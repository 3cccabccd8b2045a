//! HTTP front for the nutrigate authorization gate.
//!
//! Exposes an axum [`Router`] that authenticates bearer tokens and answers
//! per-resource permission checks, backed by any store implementing the
//! `nutrigate-core` store traits.

pub mod auth;
pub mod error;
pub mod handlers;

pub use error::Error;

use std::{path::PathBuf, sync::Arc};

use axum::{Router, routing::get};
use nutrigate_core::{
  Authenticator, ExpirationPolicy, SessionAuditor, TokenResolver,
  store::{AuditLog, CredentialStore, ParameterStore},
};
use serde::Deserialize;
use tower_http::trace::TraceLayer;

// ─── Configuration ────────────────────────────────────────────────────────────

/// Runtime server configuration, deserialised from `config.toml` and
/// `NUTRIGATE_*` environment variables.
#[derive(Debug, Deserialize, Clone)]
pub struct ServerConfig {
  pub host:                String,
  pub port:                u16,
  pub store_path:          PathBuf,
  /// Take the client address from the first `X-Forwarded-For` entry.
  /// Only enable behind a proxy that overwrites the header.
  #[serde(default)]
  pub trust_forwarded_for: bool,
}

// ─── Application state ────────────────────────────────────────────────────────

/// A single backend serving credentials, parameters and the access log.
pub trait Backend:
  CredentialStore + ParameterStore + AuditLog + Clone + Send + Sync + 'static
{
}

impl<T> Backend for T where
  T: CredentialStore + ParameterStore + AuditLog + Clone + Send + Sync + 'static
{
}

pub type Gate<S> = Authenticator<S, S, S>;

/// Shared state threaded through all axum handlers.
#[derive(Clone)]
pub struct AppState<S: Backend> {
  pub gate:   Arc<Gate<S>>,
  pub config: Arc<ServerConfig>,
}

impl<S: Backend> AppState<S> {
  pub fn new(store: S, config: ServerConfig) -> Self {
    let policy   = ExpirationPolicy::new(store.clone());
    let resolver = TokenResolver::new(store.clone(), policy);
    let auditor  = SessionAuditor::new(store);
    Self {
      gate:   Arc::new(Authenticator::new(resolver, auditor)),
      config: Arc::new(config),
    }
  }
}

// ─── Router ───────────────────────────────────────────────────────────────────

/// Build the axum [`Router`] for the gate.
pub fn router<S: Backend>(state: AppState<S>) -> Router {
  Router::new()
    .route("/health",                 get(handlers::health::handler))
    .route("/api/whoami",             get(handlers::whoami::handler::<S>))
    .route("/api/access/{resource}",  get(handlers::access::handler::<S>))
    .layer(TraceLayer::new_for_http())
    .with_state(state)
}
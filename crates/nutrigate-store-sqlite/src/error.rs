//! Error type for `nutrigate-store-sqlite`.

use thiserror::Error;

#[derive(Debug, Error)]
pub enum Error {
  #[error("database error: {0}")]
  Database(#[from] tokio_rusqlite::Error),

  #[error("date/time parse error: {0}")]
  DateParse(String),

  /// A column held a value outside its domain, e.g. an unknown audit outcome.
  #[error("invalid stored value: {0}")]
  InvalidValue(String),

  #[error("user not found: {0}")]
  UserNotFound(i64),
}

pub type Result<T, E = Error> = std::result::Result<T, E>;
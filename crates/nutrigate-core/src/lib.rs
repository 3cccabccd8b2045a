//! Token resolution and permission decisions for the nutrition platform API.
//!
//! This crate is deliberately free of HTTP and database dependencies. Stores
//! are reached through the traits in [`store`]; the HTTP layer turns an
//! [`AuthError`] into a response using [`AuthError::failure`].

// We intentionally use native `async fn` in traits (stabilised in Rust 1.75).
// Suppress the advisory lint about `Send` bounds on the returned futures.
#![allow(async_fn_in_trait)]

pub mod audit;
pub mod authenticator;
pub mod credential;
pub mod error;
pub mod expiry;
pub mod identity;
pub mod permission;
pub mod resolver;
pub mod store;

#[cfg(test)]
mod testing;

pub use audit::SessionAuditor;
pub use authenticator::{Authenticator, extract_bearer};
pub use error::{AuthError, Failure, Result, UnknownResource};
pub use expiry::ExpirationPolicy;
pub use identity::{Identity, UserCategory};
pub use permission::{Resource, authorize, category_of, is_allowed};
pub use resolver::{Resolution, TokenResolver};
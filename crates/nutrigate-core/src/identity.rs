//! The resolved outcome of a successful authentication.

use std::fmt;

use serde::{Deserialize, Serialize};

use crate::credential::{GuestCredential, RegisteredCredential};

/// The role category used to look up permissions.
///
/// Variants are ordered from least to most privileged.
#[derive(Debug, Clone, Copy, PartialEq, Eq, Hash, Serialize, Deserialize)]
#[serde(rename_all = "snake_case")]
pub enum UserCategory {
  Guest,
  RegularUser,
  PatientUser,
  Nutritionist,
  Administrator,
}

impl UserCategory {
  pub const ALL: [UserCategory; 5] = [
    UserCategory::Guest,
    UserCategory::RegularUser,
    UserCategory::PatientUser,
    UserCategory::Nutritionist,
    UserCategory::Administrator,
  ];

  /// Human-readable role name as shown to platform users.
  pub fn label(self) -> &'static str {
    match self {
      UserCategory::Guest => "Invitado",
      UserCategory::RegularUser => "Usuario",
      UserCategory::PatientUser => "Paciente",
      UserCategory::Nutritionist => "Nutricionista",
      UserCategory::Administrator => "Administrador",
    }
  }

  /// Derive the category of a registered (non-guest) account.
  ///
  /// Administrators whose stored label names the nutritionist role become
  /// [`UserCategory::Nutritionist`]; the remaining precedence is
  /// administrator, linked patient, plain user.
  pub fn for_registered(
    is_administrator:  bool,
    role_label:        Option<&str>,
    linked_patient_id: Option<i64>,
  ) -> Self {
    if is_administrator {
      return match role_label.map(normalize) {
        Some(label) if label == "nutritionist" || label == "nutricionista" => {
          UserCategory::Nutritionist
        }
        _ => UserCategory::Administrator,
      };
    }
    match linked_patient_id {
      Some(id) if id > 0 => UserCategory::PatientUser,
      _ => UserCategory::RegularUser,
    }
  }
}

impl fmt::Display for UserCategory {
  fn fmt(&self, f: &mut fmt::Formatter<'_>) -> fmt::Result {
    f.write_str(self.label())
  }
}

/// Lowercase and trim a stored category string.
pub(crate) fn normalize(raw: &str) -> String { raw.trim().to_lowercase() }

/// A resolved caller. Built once per request and never persisted.
#[derive(Clone, PartialEq, Eq)]
pub struct Identity {
  pub subject_id:        i64,
  pub display_name:      Option<String>,
  pub user_category:     UserCategory,
  pub linked_patient_id: Option<i64>,
  pub is_administrator:  bool,
  /// Raw category string stored with the account, if any.
  pub role_label:        Option<String>,
  pub raw_token:         String,
}

impl Identity {
  pub fn registered(credential: RegisteredCredential) -> Self {
    let user_category = UserCategory::for_registered(
      credential.is_administrator,
      credential.category.as_deref(),
      credential.linked_patient_id,
    );
    Self {
      subject_id: credential.subject_id,
      display_name: credential.display_name,
      user_category,
      linked_patient_id: credential.linked_patient_id,
      is_administrator: credential.is_administrator,
      role_label: credential.category,
      raw_token: credential.token,
    }
  }

  pub fn guest(credential: GuestCredential) -> Self {
    Self {
      subject_id:        0,
      display_name:      None,
      user_category:     UserCategory::Guest,
      linked_patient_id: None,
      is_administrator:  false,
      role_label:        None,
      raw_token:         credential.token,
    }
  }

  pub fn is_guest(&self) -> bool { self.user_category == UserCategory::Guest }
}

impl fmt::Debug for Identity {
  fn fmt(&self, f: &mut fmt::Formatter<'_>) -> fmt::Result {
    f.debug_struct("Identity")
      .field("subject_id", &self.subject_id)
      .field("display_name", &self.display_name)
      .field("user_category", &self.user_category)
      .field("linked_patient_id", &self.linked_patient_id)
      .field("is_administrator", &self.is_administrator)
      .field("role_label", &self.role_label)
      .field("raw_token", &crate::credential::fingerprint(&self.raw_token))
      .finish()
  }
}
//! Constantes del núcleo CDC.
//!
//! Las claves del payload forman parte del contrato con los consumidores:
//! cambiarlas rompe a quien lea el log o escuche el canal.

/// Canal en vivo por defecto.
pub const DEFAULT_CHANNEL: &str = "cdc_events";

/// Clave del mapa de valores nuevos en el payload.
pub const NEW_VALUES_KEY: &str = "newValues";

/// Clave del mapa de valores previos en el payload.
pub const OLD_VALUES_KEY: &str = "oldValues";

/// Límite de claim por defecto para workers que no indican uno.
pub const DEFAULT_CLAIM_LIMIT: usize = 100;

/// Umbral de abandono por defecto (segundos sin `modified_at`).
pub const DEFAULT_STALE_AFTER_SECS: i64 = 300;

EXERCISE OBJECTIVE - In the material above, show every line where the word "Router" turns up.

RESPONSE TO THIS TASK -
//! Exposes an axum [`Router`] that authenticates bearer tokens and answers
use axum::{Router, routing::get};
// ─── Router ───────────────────────────────────────────────────────────────────
/// Build the axum [`Router`] for the gate.
pub fn router<S: Backend>(state: AppState<S>) -> Router {
  Router::new()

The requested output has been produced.